Roger Federer qui tire sa révérence, c’est un pan entier de l’histoire du tennis qui se fait la malle. Mais au-delà des accomplissements, des chiffres étourdissants et du joueur fascinant, c’est l’insoutenable légèreté de l’être Federer qui va le plus me manquer. Savoir que je ne reverrai plus Roger Federer à Wimbledon, en tenue immaculée et flottant tel un papillon, est certainement le principal crève-cœur de cette journée de jeudi. Et, surtout, ce qui me semble le plus irremplaçable à cette heure. J’aurais aimé revoir Federer et son élégance une dernière fois sur le Center Court, raquette en main, aérien et délié.

Dans sa jeunesse, Roger Federer admirait Pete Sampras, le précédent maître des lieux.
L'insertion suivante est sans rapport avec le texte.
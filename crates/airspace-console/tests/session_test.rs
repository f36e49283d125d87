//! End-to-end event replay through a console session.

use airspace_console::{OutputFormat, RunSummary, Session};
use airspace_core::{Airspace, SurveillanceRules};
use std::io::Cursor;

fn replay(script: &str, format: OutputFormat) -> (Vec<String>, RunSummary) {
    let mut session = Session::new(Airspace::default(), format);
    let mut output = Vec::new();
    let summary = session
        .run(Cursor::new(script.as_bytes()), &mut output)
        .expect("in-memory io cannot fail");
    let text = String::from_utf8(output).unwrap();
    (text.lines().map(str::to_string).collect(), summary)
}

const SCRIPT: &str = "\
#ADS-B:1,time:00:00,N:0,E:0,alt:30000,head:0,speed:500
#ADS-B:2,time:00:00,N:0,E:100,alt:30000,head:180,speed:500
*time:00:00,num_contacts
*time:00:01,est_pos,1
*time:00:00,check_separation,1, 10
*time:00:00,est_pos,3
#ADS-B:3,time:00:00,N:400,E:0,alt:1000,head:0,speed:0
#ADS-B:4,time:00:00,N:-300,E:0,alt:1000,head:0,speed:0
*time:00:00,est_pos,3
*time:00:00,check_separation,4, 1
*time:00:00,num_contacts
this line is not part of the protocol
#ADS-B:bad
*time:00:00,check_separation,42, 5
*time:00:00,close
*time:00:00,num_contacts
";

#[test]
fn replay_produces_operator_responses() {
    let (lines, summary) = replay(SCRIPT, OutputFormat::Text);

    assert_eq!(
        lines,
        vec![
            "Currently tracking 2 aircraft",
            "Aircraft (ID:1): Estimated Position: N:0.0,E:30.0",
            "Separation issue: N:0.0,E:45.0",
            "Aircraft (ID:3) not currently in area of operation",
            "Aircraft (ID:3) not currently in area of operation",
            "Safe",
            "Currently tracking 3 aircraft",
            "Aircraft (ID:42) not currently in area of operation",
            "closing",
        ]
    );
    assert_eq!(summary.reports, 4);
    assert_eq!(summary.queries, 9);
    assert_eq!(summary.rejected, 1);
    assert!(summary.closed);
}

#[test]
fn repeated_report_does_not_duplicate_contact() {
    let script = "\
#ADS-B:8,time:10:00,N:5,E:5,alt:1000,head:90,speed:200
#ADS-B:8,time:10:00,N:5,E:5,alt:1000,head:90,speed:200
*time:10:00,num_contacts
";
    let (lines, summary) = replay(script, OutputFormat::Text);
    assert_eq!(lines, vec!["Currently tracking 1 aircraft"]);
    assert!(!summary.closed);
}

#[test]
fn json_output_is_one_object_per_line() {
    let script = "\
#ADS-B:1,time:00:00,N:0,E:0,alt:30000,head:0,speed:500
#ADS-B:2,time:00:00,N:0,E:100,alt:30000,head:180,speed:500
*time:00:00,check_separation,1, 10
*time:00:00,est_pos,7
";
    let (lines, _) = replay(script, OutputFormat::Json);
    assert_eq!(lines.len(), 2);

    let conflict: serde_json::Value = serde_json::from_str(&lines[0]).unwrap();
    assert_eq!(conflict["type"], "separation_issue");
    assert_eq!(conflict["report"]["reference_id"], 1);
    assert_eq!(conflict["report"]["other_id"], 2);
    let t = conflict["report"]["time_of_violation"].as_f64().unwrap();
    assert!((t - 90.0).abs() < 1e-6);

    let missing: serde_json::Value = serde_json::from_str(&lines[1]).unwrap();
    assert_eq!(missing["cause"], "not_tracked");
}

#[test]
fn monitored_radius_comes_from_rules() {
    let rules = SurveillanceRules {
        monitored_radius_km: 50.0,
        ..SurveillanceRules::default()
    };
    let mut session = Session::new(Airspace::new(rules), OutputFormat::Text);
    let script = "\
#ADS-B:1,time:00:00,N:30,E:40,alt:1000,head:0,speed:0
#ADS-B:2,time:00:00,N:60,E:0,alt:1000,head:0,speed:0
*time:00:00,num_contacts
*time:00:00,est_pos,1
";
    let mut output = Vec::new();
    session.run(Cursor::new(script), &mut output).unwrap();
    let text = String::from_utf8(output).unwrap();
    assert_eq!(
        text,
        "Currently tracking 1 aircraft\nAircraft (ID:1): Estimated Position: N:30.0,E:40.0\n"
    );
}

#[test]
fn non_finite_report_is_rejected_before_it_reaches_the_picture() {
    let script = "\
#ADS-B:1,time:00:00,N:0,E:0,alt:1000,head:0,speed:0
#ADS-B:2,time:00:00,N:300,E:300,alt:1000,head:NaN,speed:100
*time:00:00,check_separation,1, 5
*time:9223372036854775807:00,num_contacts
*time:00:00,num_contacts
";
    let (lines, summary) = replay(script, OutputFormat::Text);
    assert_eq!(lines, vec!["Safe", "Currently tracking 1 aircraft"]);
    assert_eq!(summary.rejected, 2);
}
Champion à l’élégance discrète, presque gênée, Sampras avait refusé ou tout au moins repoussé la flamboyance que Roger Federer a naturellement embrassée tout au long de sa carrière. Par son jeu de jambes, son port altier et cette facilité apparente, le suisse ne pouvait de toute manière pas la renier.

Federer-Djokovic, Wimbledon 2012

Credit: Panoramic

LAURENT VERGNE

Il y aurait tant à dire et à choisir. C’est presque en dehors du court, que Roger Federer m’a le plus impressionné. En conférence de presse, notamment. Vif, malin, sachant toujours quoi dire et ne pas dire, restant dans les limites fixées par personne d’autre que lui-même mais donnant toujours suffisamment de biscuit à ses interlocuteurs. En plusieurs langues, en prime. Mais pour rester sur le côté purement sportif, tout me ramène spontanément à cette demi-finale de Roland-Garros en 2011 contre Novak Djokovic.

A l’époque, on parle, déjà, de déclin. Le Suisse n’a pas gagné de Grand Chelem depuis un an et demi. Il n’est plus que le troisième homme et, à bientôt 30 ans, on n’imagine pas qu’il puisse encore botter les fesses de Nadal et Djokovic. Ce jour-là, à l’approche du crépuscule et sous une épaisse grisaille, le défi était gigantesque face à un Djoko invaincu depuis des mois, vainqueur depuis le début de la saison de l’Openlie d’Aus , Miami, Belgrade, Madrid et Rome. Pas grand-monde ne croit Roger non seulement capable de le battre, mais de rivaliser.

Mais Federer n’a jamais été autant Federer que dans ce match. C’est un match prodigieux, avec la complicité d’un Novak Djokovic au top. Ce n’est peut-être pas sa plus grande victoire, car ce n’était “qu’une demi-finale” et il ne soulèvera d’ailleurs pas la Coupe des Mousquetaires. Mais c’est peut-être son plus grand match, en termes d’expression tennistique. Ce match-là, il n’y avait que Federer pour l’offrir. Il m’arrive souvent de m’y replonger. Sans jamais m’en lasser.

SEBASTIEN PETIT

Roger Federer, c’était aussi le génie à l’état pur et aussi l’émotion à fleur de peau. Mais at-il déjà plus pleuré que lors de cette saison 2009 ? En Australie, déjà, Rafael Nadal l’a fait sangloter à chaudes larmes après une finale perdue à Melbourne. Une sombre affaire en cinq sets. Mais alors ce dimanche 7 juin, c’était pire. Une vraie fontaine. Il faut dire qu’à Roland-Garros en ce jour de finale, il y avait de quoi. Pas de Nadal en face (c’était déjà une petite contariété), mais un ciel gris pour un temps très humide, et surtout un trophée qui s’offre enfin à lui.

J’ai eu la chance d’assister à ce moment si particulier des tribunes du court Philippe-Chatrier. Et j’ai encore la chair de poule rien que de repenser à l’émotion palpable du Suisse. Au changement de côté, avant même de servir pour le match à 5-4 dans le troisième set face à Robin Söderling, les larmes commençaient à lui monter aux yeux. Comme elles sont remontées aussi vite au moment de convertir sa première balle de match. Avec le recul, c’est à se demander comment il a fait pour servir cette balle, mais il l’a fait. Il a encore change de dimension ce jour-là. Le jour ou il est passé de champion à super-héros.